*** Supplied data ***
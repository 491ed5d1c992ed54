use crate::escape::escape_html;
use core_types::ToDo;

// --- Document head ---
// Client libraries are loaded from their CDNs; the server never serves assets.
const HEAD: &str = r#"<!DOCTYPE html>
<html lang="en">

<head>
  <meta charset="UTF-8">
  <meta name="viewport" content="width=device-width, initial-scale=1.0">
  <title>THE BETH STACK</title>
  <script src="https://unpkg.com/htmx.org@1.9.6" integrity="sha384-FhXw7b6AlE/jyjlZH5iHa/tTe9EpJ1Y55RjcgPbjeWMskSxZt1v9qkxLJWNJaGni" crossorigin="anonymous"></script>
  <script src="https://cdn.tailwindcss.com"></script>
  <script src="https://unpkg.com/hyperscript.org@0.9.11"></script>
</head>
"#;

/// Wraps `children` in the fixed document envelope.
pub fn render_shell(children: &str) -> String {
    format!("{HEAD}\n{children}\n")
}

/// The full page served at `/`. The body loads the list as soon as it is on screen.
pub fn render_index() -> String {
    render_shell(
        r#"<body class="flex w-full h-screen justify-center items-center" hx-get="/todos" hx-trigger="load" hx-swap="innerHTML"></body>"#,
    )
}

/// A single row: content, a checkbox that toggles the item, and a delete button.
///
/// Both controls target the enclosing `div`, so the row replaces itself with
/// whatever the server sends back (the updated row, or nothing after a delete).
pub fn render_item(todo: &ToDo) -> String {
    let checked = if todo.completed { " checked" } else { "" };
    format!(
        concat!(
            r#"<div class="flex flex-row space-x-3">"#,
            "<p>{content}</p>",
            r#"<input type="checkbox"{checked} hx-post="/todos/toggle/{id}" hx-target="closest div" hx-swap="outerHTML">"#,
            r#"<button type="button" class="text-red-500" hx-delete="/todos/{id}" hx-target="closest div" hx-swap="outerHTML">X</button>"#,
            "</div>",
        ),
        content = escape_html(&todo.content),
        checked = checked,
        id = todo.id,
    )
}

/// The creation form. New rows are inserted just before it, and it clears itself on submit.
pub fn render_form() -> String {
    concat!(
        r#"<form class="flex flex-row space-x-3" hx-post="/todos" hx-swap="beforebegin" _="on submit target.reset()">"#,
        r#"<input type="text" name="content" class="border border-black">"#,
        r#"<button type="submit">Add</button>"#,
        "</form>",
    )
    .to_string()
}

/// All rows in the given order, followed by the creation form.
pub fn render_list(todos: &[ToDo]) -> String {
    let mut html = String::from("<div>");
    for todo in todos {
        html.push_str(&render_item(todo));
    }
    html.push_str(&render_form());
    html.push_str("</div>");
    html
}

pub fn render_clicked() -> String {
    r#"<div class="text-blue-600">I'm from the server</div>"#.to_string()
}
*** End of Supplied data ***
**Exercise**
Once more, write out the records above, exactly as they stand.

**Written response**
repository 491ed5d1c992ed54
use crate::escape::escape_html;
use core_types::ToDo;

// --- Document head ---
// Client libraries are loaded from their CDNs; the server never serves assets.
const HEAD: &str = r#"<!DOCTYPE html>
<html lang="en">

<head>
  <meta charset="UTF-8">
  <meta name="viewport" content="width=device-width, initial-scale=1.0">
  <title>THE BETH STACK</title>
  <script src="https://unpkg.com/htmx.org@1.9.6" integrity="sha384-FhXw7b6AlE/jyjlZH5iHa/tTe9EpJ1Y55RjcgPbjeWMskSxZt1v9qkxLJWNJaGni" crossorigin="anonymous"></script>
  <script src="https://cdn.tailwindcss.com"></script>
  <script src="https://unpkg.com/hyperscript.org@0.9.11"></script>
</head>
"#;

/// Wraps `children` in the fixed document envelope.
pub fn render_shell(children: &str) -> String {
    format!("{HEAD}\n{children}\n")
}

/// The full page served at `/`. The body loads the list as soon as it is on screen.
pub fn render_index() -> String {
    render_shell(
        r#"<body class="flex w-full h-screen justify-center items-center" hx-get="/todos" hx-trigger="load" hx-swap="innerHTML"></body>"#,
    )
}

/// A single row: content, a checkbox that toggles the item, and a delete button.
///
/// Both controls target the enclosing `div`, so the row replaces itself with
/// whatever the server sends back (the updated row, or nothing after a delete).
pub fn render_item(todo: &ToDo) -> String {
    let checked = if todo.completed { " checked" } else { "" };
    format!(
        concat!(
            r#"<div class="flex flex-row space-x-3">"#,
            "<p>{content}</p>",
            r#"<input type="checkbox"{checked} hx-post="/todos/toggle/{id}" hx-target="closest div" hx-swap="outerHTML">"#,
            r#"<button type="button" class="text-red-500" hx-delete="/todos/{id}" hx-target="closest div" hx-swap="outerHTML">X</button>"#,
            "</div>",
        ),
        content = escape_html(&todo.content),
        checked = checked,
        id = todo.id,
    )
}

/// The creation form. New rows are inserted just before it, and it clears itself on submit.
pub fn render_form() -> String {
    concat!(
        r#"<form class="flex flex-row space-x-3" hx-post="/todos" hx-swap="beforebegin" _="on submit target.reset()">"#,
        r#"<input type="text" name="content" class="border border-black">"#,
        r#"<button type="submit">Add</button>"#,
        "</form>",
    )
    .to_string()
}

/// All rows in the given order, followed by the creation form.
pub fn render_list(todos: &[ToDo]) -> String {
    let mut html = String::from("<div>");
    for todo in todos {
        html.push_str(&render_item(todo));
    }
    html.push_str(&render_form());
    html.push_str("</div>");
    html
}

pub fn render_clicked() -> String {
    r#"<div class="text-blue-600">I'm from the server</div>"#.to_string()
}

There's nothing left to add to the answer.